Levantamento da consultoria Korn Ferry aponta que 58% dos profissionais brasileiros nessa faixa etária pretendem mudar de carreira nos próximos cinco anos, índice superior à média mundial de 47%. Além disso, 35% já fizeram uma transição significativa, seja migrando para áreas totalmente diferentes, seja buscando funções com mais flexibilidade e qualidade de vida. Setores como tecnologia, educação e saúde lideram as preferências de quem decide recomeçar.
Para a professora da Estácio, Ariane Meneghetti, a idade não deve ser vista como um limitador. “As experiências de uma pessoa mais madura contam muito e podem torná-la mais resiliente, capaz de lidar com situações complexas e mediar conflitos. Isso a torna, em muitos casos, mais competitiva”, afirma.
Aos 40, muitos profissionais acumulam entre 15 e 20 anos de experiência, status que especialistas chamam de “faixa preta” no que fazem. Segundo estudo da AARP (American Association of Retired Persons), trabalhadores mais maduros têm alta capacidade de adaptação e são vistos como mais confiáveis pelos empregadores.

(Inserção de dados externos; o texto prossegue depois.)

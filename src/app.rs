//! Presentation layer: an `OpenCV` window relaying worker events and key commands.

use crate::{
    config::Config,
    constants::status,
    cue::CountdownCue,
    dataset::{DatasetLayout, SaveSummary},
    worker::{CaptureBackend, Worker, WorkerEvent},
    Error, Result,
};
use crossbeam_channel::{Receiver, TryRecvError};
use log::{info, warn};
use opencv::{
    core::{self, Mat, Point, Scalar, CV_8UC3},
    highgui::{self, WINDOW_AUTOSIZE},
    imgproc::{self, FONT_HERSHEY_SIMPLEX, LINE_8},
    prelude::*,
};

const WINDOW_NAME: &str = "Landmark Collector";
const PREVIEW_WIDTH: i32 = 640;
const PREVIEW_HEIGHT: i32 = 480;
const PANEL_HEIGHT: i32 = 96;
const KEY_ESCAPE: i32 = 27;

/// A user command issued from the keyboard
#[derive(Debug, Clone, Copy, PartialEq, Eq)]
pub enum Command {
    /// Start collecting the selected action
    Start,
    /// Save the buffered frames
    Save,
    /// Stop and save
    Stop,
    /// Drop everything and release the camera
    Reset,
    /// Pause the capture loop
    Pause,
    /// Resume the capture loop
    Resume,
    /// Quit the application
    Exit,
    /// Select the previous action
    PreviousAction,
    /// Select the next action
    NextAction,
    /// Select the action at a zero-based index
    SelectAction(usize),
}

impl Command {
    /// Command bound to a `highgui::wait_key` code
    #[must_use]
    pub fn from_key(key: i32) -> Option<Self> {
        if key == KEY_ESCAPE {
            return Some(Self::Exit);
        }
        let ch = char::from_u32(u32::try_from(key & 0xFF).ok()?)?;
        match ch {
            's' => Some(Self::Start),
            'v' => Some(Self::Save),
            'x' => Some(Self::Stop),
            'r' => Some(Self::Reset),
            'p' => Some(Self::Pause),
            'u' => Some(Self::Resume),
            'q' => Some(Self::Exit),
            '[' => Some(Self::PreviousAction),
            ']' => Some(Self::NextAction),
            '1'..='9' => ch.to_digit(10).map(|d| Self::SelectAction(d as usize - 1)),
            _ => None,
        }
    }
}

/// Which controls are enabled for the current worker state
#[derive(Debug, Clone, Copy, PartialEq, Eq)]
pub struct ControlState {
    /// Start button
    pub start: bool,
    /// Pause button
    pub pause: bool,
    /// Resume button
    pub resume: bool,
    /// Save button
    pub save: bool,
    /// Stop button
    pub stop: bool,
}

impl ControlState {
    /// Controls for the given worker flags
    #[must_use]
    pub fn from_flags(collecting: bool, paused: bool) -> Self {
        if collecting {
            Self {
                start: false,
                pause: !paused,
                resume: paused,
                save: false,
                stop: true,
            }
        } else {
            Self {
                start: true,
                pause: false,
                resume: false,
                save: true,
                stop: false,
            }
        }
    }

    /// Whether a command may be issued; reset, exit and selection are always allowed
    #[must_use]
    pub fn allows(&self, command: Command) -> bool {
        match command {
            Command::Start => self.start,
            Command::Save => self.save,
            Command::Stop => self.stop,
            Command::Pause => self.pause,
            Command::Resume => self.resume,
            Command::PreviousAction | Command::NextAction | Command::SelectAction(_) => self.start,
            Command::Reset | Command::Exit => true,
        }
    }
}

/// Step an optional selection through `len` entries
#[must_use]
pub fn cycle_selection(current: Option<usize>, len: usize, forward: bool) -> Option<usize> {
    if len == 0 {
        return None;
    }
    Some(match (current, forward) {
        (None, true) => 0,
        (None, false) => len - 1,
        (Some(i), true) => (i + 1) % len,
        (Some(i), false) => (i + len - 1) % len,
    })
}

/// The collector application
pub struct CollectorApp {
    config: Config,
    worker: Worker,
    events: Receiver<WorkerEvent>,
    selected: Option<usize>,
    status: String,
    preview: Option<Mat>,
    last_summary: Option<SaveSummary>,
}

impl CollectorApp {
    /// Prepare the dataset folders and spawn the worker
    pub fn new(
        config: Config,
        backend: Box<dyn CaptureBackend>,
        cue: Box<dyn CountdownCue>,
        initial_action: Option<&str>,
    ) -> Result<Self> {
        info!("Initializing landmark collector");
        config.validate()?;

        let folders = DatasetLayout::from_config(&config).prepare(&config.actions)?;
        for folder in &folders {
            info!(
                "Action '{}': highest existing sequence {}",
                folder.action,
                folder.highest_sequence.map_or_else(|| "none".to_string(), |s| s.to_string())
            );
        }

        let selected = match initial_action {
            Some(action) => Some(
                config
                    .actions
                    .iter()
                    .position(|a| a == action)
                    .ok_or_else(|| Error::ConfigError(format!("Unknown action: {action}")))?,
            ),
            None => None,
        };

        let (worker, events) = Worker::spawn(config.clone(), backend, cue)?;

        Ok(Self {
            config,
            worker,
            events,
            selected,
            status: status::IDLE.to_string(),
            preview: None,
            last_summary: None,
        })
    }

    /// Currently selected action label
    #[must_use]
    pub fn selected_action(&self) -> Option<&str> {
        self.selected.and_then(|i| self.config.actions.get(i)).map(String::as_str)
    }

    /// Latest status line
    #[must_use]
    pub fn status(&self) -> &str {
        &self.status
    }

    /// Controls for the current worker state
    #[must_use]
    pub fn controls(&self) -> ControlState {
        ControlState::from_flags(self.worker.is_collecting(), self.worker.is_paused())
    }

    /// Run the interactive window until the user exits
    pub fn run(&mut self) -> Result<()> {
        highgui::named_window(WINDOW_NAME, WINDOW_AUTOSIZE)?;
        info!("Entering main loop");

        loop {
            self.drain_events()?;

            let canvas = self.render()?;
            highgui::imshow(WINDOW_NAME, &canvas)?;

            let key = highgui::wait_key(15)?;
            if key < 0 {
                continue;
            }
            if let Some(command) = Command::from_key(key) {
                if command == Command::Exit {
                    info!("Exit requested by user");
                    break;
                }
                self.apply(command);
            }
        }

        self.worker.shutdown();
        highgui::destroy_all_windows()?;
        info!("Application shutting down");
        Ok(())
    }

    /// Record one session of `action` without a window, then save it
    pub fn run_headless(&mut self, action: &str) -> Result<SaveSummary> {
        info!("Headless collection for '{action}'");
        self.selected = self.config.actions.iter().position(|a| a == action);
        self.worker.start(action);

        loop {
            match self.next_event()? {
                WorkerEvent::CollectionFinished { buffered, interrupted } => {
                    if interrupted {
                        warn!("Collection ended early with {buffered} frame(s)");
                    }
                    break;
                }
                event => {
                    if self.handle_event(event) {
                        return Err(Error::Worker(self.status.clone()));
                    }
                }
            }
        }

        self.worker.save();
        loop {
            match self.next_event()? {
                WorkerEvent::Saved(summary) => return Ok(summary),
                WorkerEvent::Status(message) if message == status::NO_ACTION || message.starts_with("Error") => {
                    return Err(Error::Worker(message));
                }
                event => {
                    self.handle_event(event);
                }
            }
        }
    }

    fn apply(&mut self, command: Command) {
        let controls = self.controls();
        if !controls.allows(command) {
            info!("{command:?} is not available right now");
            return;
        }

        match command {
            Command::Start => match self.selected_action() {
                Some(action) => self.worker.start(action),
                None => self.status = status::SELECT_ACTION.to_string(),
            },
            Command::Save => self.worker.save(),
            Command::Stop => self.worker.stop(),
            Command::Reset => self.worker.reset(),
            Command::Pause => self.worker.pause(),
            Command::Resume => self.worker.resume(),
            Command::PreviousAction | Command::NextAction => {
                self.selected = cycle_selection(
                    self.selected,
                    self.config.actions.len(),
                    command == Command::NextAction,
                );
            }
            Command::SelectAction(index) => {
                if index < self.config.actions.len() {
                    self.selected = Some(index);
                }
            }
            Command::Exit => {}
        }
    }

    fn next_event(&self) -> Result<WorkerEvent> {
        self.events
            .recv()
            .map_err(|_| Error::Worker("Worker thread stopped unexpectedly".to_string()))
    }

    fn drain_events(&mut self) -> Result<()> {
        loop {
            match self.events.try_recv() {
                Ok(event) => {
                    self.handle_event(event);
                }
                Err(TryRecvError::Empty) => return Ok(()),
                Err(TryRecvError::Disconnected) => {
                    return Err(Error::Worker("Worker thread stopped unexpectedly".to_string()))
                }
            }
        }
    }

    /// Apply an event to the view; returns true when a session failed to start
    fn handle_event(&mut self, event: WorkerEvent) -> bool {
        match event {
            WorkerEvent::Status(message) => {
                info!("Status: {message}");
                let failed = message.starts_with("Error initializing") || message == status::NOT_STARTED;
                self.status = message;
                return failed;
            }
            WorkerEvent::Frame(frame) => self.preview = frame,
            WorkerEvent::CollectionFinished { buffered, .. } => {
                info!("{buffered} frame(s) ready to save");
            }
            WorkerEvent::Saved(summary) => {
                info!(
                    "Wrote {} keypoint file(s), {} image(s), dropped {}",
                    summary.written, summary.images, summary.dropped
                );
                self.last_summary = Some(summary);
            }
        }
        false
    }

    /// Preview (or a blank frame) stacked over the status and control panel
    fn render(&self) -> Result<Mat> {
        let preview = match &self.preview {
            Some(frame) => frame.try_clone()?,
            None => Mat::new_rows_cols_with_default(PREVIEW_HEIGHT, PREVIEW_WIDTH, CV_8UC3, Scalar::all(0.0))?,
        };

        let mut panel = Mat::new_rows_cols_with_default(PANEL_HEIGHT, preview.cols(), CV_8UC3, Scalar::all(32.0))?;
        let white = Scalar::new(255.0, 255.0, 255.0, 0.0);
        let grey = Scalar::new(110.0, 110.0, 110.0, 0.0);

        put_line(&mut panel, &format!("Status: {}", self.status), 20, white)?;
        let action = self.selected_action().unwrap_or("-");
        let mut action_line = format!("Action: {action}   ([ ] or 1-9 to select)");
        if let Some(summary) = &self.last_summary {
            action_line.push_str(&format!("   Last save: {} file(s)", summary.written));
        }
        put_line(&mut panel, &action_line, 42, white)?;

        let controls = self.controls();
        let legend = [
            ("s:start", controls.start),
            ("v:save", controls.save),
            ("x:stop", controls.stop),
            ("r:reset", true),
            ("p:pause", controls.pause),
            ("u:resume", controls.resume),
            ("q:exit", true),
        ];
        let mut x = 10;
        for (label, enabled) in legend {
            imgproc::put_text(
                &mut panel,
                label,
                Point::new(x, 70),
                FONT_HERSHEY_SIMPLEX,
                0.5,
                if enabled { white } else { grey },
                1,
                LINE_8,
                false,
            )?;
            x += 85;
        }

        let mut canvas = Mat::default();
        core::vconcat2(&preview, &panel, &mut canvas)?;
        Ok(canvas)
    }
}

fn put_line(image: &mut Mat, text: &str, y: i32, color: Scalar) -> Result<()> {
    imgproc::put_text(image, text, Point::new(10, y), FONT_HERSHEY_SIMPLEX, 0.5, color, 1, LINE_8, false)?;
    Ok(())
}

Além das habilidades técnicas, acumulam competências comportamentais — as chamadas soft skills — essenciais para a atuação em equipes diversas.
Apesar das vantagens, o recomeço nem sempre é simples. Ariane lembra que ainda há estereótipos que dificultam a recolocação, como a ideia de que pessoas com mais idade têm menor capacidade de aprendizado, especialmente em áreas que exigem domínio de tecnologias. “Existe o medo de que o colaborador não consiga se adaptar às mudanças ou reaprender. Há também a percepção de que ele estaria mais
‘engessado’ e menos disposto a se reinventar”, observa.